▶ What to produce
Count the lines in the listing below that contain the word "first" and report that number alone.

──────────

// Scalar, membership and date filters against the shared fixture.

mod common;

use blogcrate::services::PostService;
use common::{filter_params, ids, many, seed_blog, setup_test_db, single};

#[tokio::test]
async fn scalar_equality_filter() {
    let db = setup_test_db().await.expect("db setup");
    seed_blog(&db).await.expect("seed");
    let service = PostService::new().expect("valid config");

    let page = service
        .list(&db, &filter_params(&[("status", single("Inactive"))]))
        .await
        .expect("list");
    assert_eq!(ids(&page.data), vec![3]);
    assert_eq!(page.meta.total, 1);
}

#[tokio::test]
async fn like_filter_matches_substring_case_insensitively() {
    let db = setup_test_db().await.expect("db setup");
    seed_blog(&db).await.expect("seed");
    let service = PostService::new().expect("valid config");

    let page = service
        .list(&db, &filter_params(&[("title", single("ownership"))]))
        .await
        .expect("list");
    assert_eq!(ids(&page.data), vec![6, 1]);

    let page = service
        .list(&db, &filter_params(&[("title", single("OWNERSHIP"))]))
        .await
        .expect("list");
    assert_eq!(ids(&page.data), vec![6, 1]);
}

#[tokio::test]
async fn membership_filter_on_direct_column() {
    let db = setup_test_db().await.expect("db setup");
    seed_blog(&db).await.expect("seed");
    let service = PostService::new().expect("valid config");

    let page = service
        .list(&db, &filter_params(&[("author_ids", many(&["2", "3"]))]))
        .await
        .expect("list");
    assert_eq!(ids(&page.data), vec![5, 4, 2]);
}

#[tokio::test]
async fn unknown_keys_are_silently_ignored() {
    let db = setup_test_db().await.expect("db setup");
    seed_blog(&db).await.expect("seed");
    let service = PostService::new().expect("valid config");

    let page = service
        .list(&db, &filter_params(&[("flavor", single("spicy"))]))
        .await
        .expect("list");
    assert_eq!(page.meta.total, 6);
}

#[tokio::test]
async fn empty_values_are_treated_as_not_provided() {
    let db = setup_test_db().await.expect("db setup");
    seed_blog(&db).await.expect("seed");
    let service = PostService::new().expect("valid config");

    let page = service
        .list(
            &db,
            &filter_params(&[("status", single("")), ("tag_ids", many(&[]))]),
        )
        .await
        .expect("list");
    assert_eq!(page.meta.total, 6);
}

#[tokio::test]
async fn invalid_values_degrade_gracefully() {
    let db = setup_test_db().await.expect("db setup");
    seed_blog(&db).await.expect("seed");
    let service = PostService::new().expect("valid config");

    // Non-numeric author ids and an unparseable date both drop their filter
    // instead of failing the request or matching nothing.
    let page = service
        .list(
            &db,
            &filter_params(&[
                ("author_ids", many(&["abc"])),
                ("date_from", single("whenever")),
            ]),
        )
        .await
        .expect("list");
    assert_eq!(page.meta.total, 6);
}

#[tokio::test]
async fn filters_combine_with_and() {
    let db = setup_test_db().await.expect("db setup");
    seed_blog(&db).await.expect("seed");
    let service = PostService::new().expect("valid config");

    let page = service
        .list(
            &db,
            &filter_params(&[
                ("status", single("Active")),
                ("author_ids", many(&["1"])),
            ]),
        )
        .await
        .expect("list");
    assert_eq!(ids(&page.data), vec![6, 1]);
}

#[tokio::test]
async fn date_bounds_are_date_only_and_inclusive() {
    let db = setup_test_db().await.expect("db setup");
    seed_blog(&db).await.expect("seed");
    let service = PostService::new().expect("valid config");

    // Post 1 is published at 09:00 on the boundary day; a date-only >= keeps it.
    let page = service
        .list(&db, &filter_params(&[("date_from", single("2024-01-10"))]))
        .await
        .expect("list");
    assert_eq!(ids(&page.data), vec![5, 4, 3, 1]);

    let page = service
        .list(&db, &filter_params(&[("date_to", single("2024-01-31"))]))
        .await
        .expect("list");
    assert_eq!(ids(&page.data), vec![2, 1]);
}

#[tokio::test]
async fn drafts_never_match_date_bounds() {
    let db = setup_test_db().await.expect("db setup");
    seed_blog(&db).await.expect("seed");
    let service = PostService::new().expect("valid config");

    let page = service
        .list(&db, &filter_params(&[("date_from", single("2000-01-01"))]))
        .await
        .expect("list");
    // Post 6 has no published_at and is excluded even by a wide-open bound.
    assert!(!ids(&page.data).contains(&6));
    assert_eq!(page.meta.total, 5);
}

#[tokio::test]
async fn repeated_application_is_idempotent() {
    let db = setup_test_db().await.expect("db setup");
    seed_blog(&db).await.expect("seed");
    let service = PostService::new().expect("valid config");

    let params = filter_params(&[("status", single("Active")), ("tag_ids", many(&["2", "5"]))]);
    let first = service.list(&db, &params).await.expect("list");
    let second = service.list(&db, &params).await.expect("list");
    assert_eq!(ids(&first.data), ids(&second.data));
    assert_eq!(first.meta.total, second.meta.total);
}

──────────

▶ Reply to the exercise
3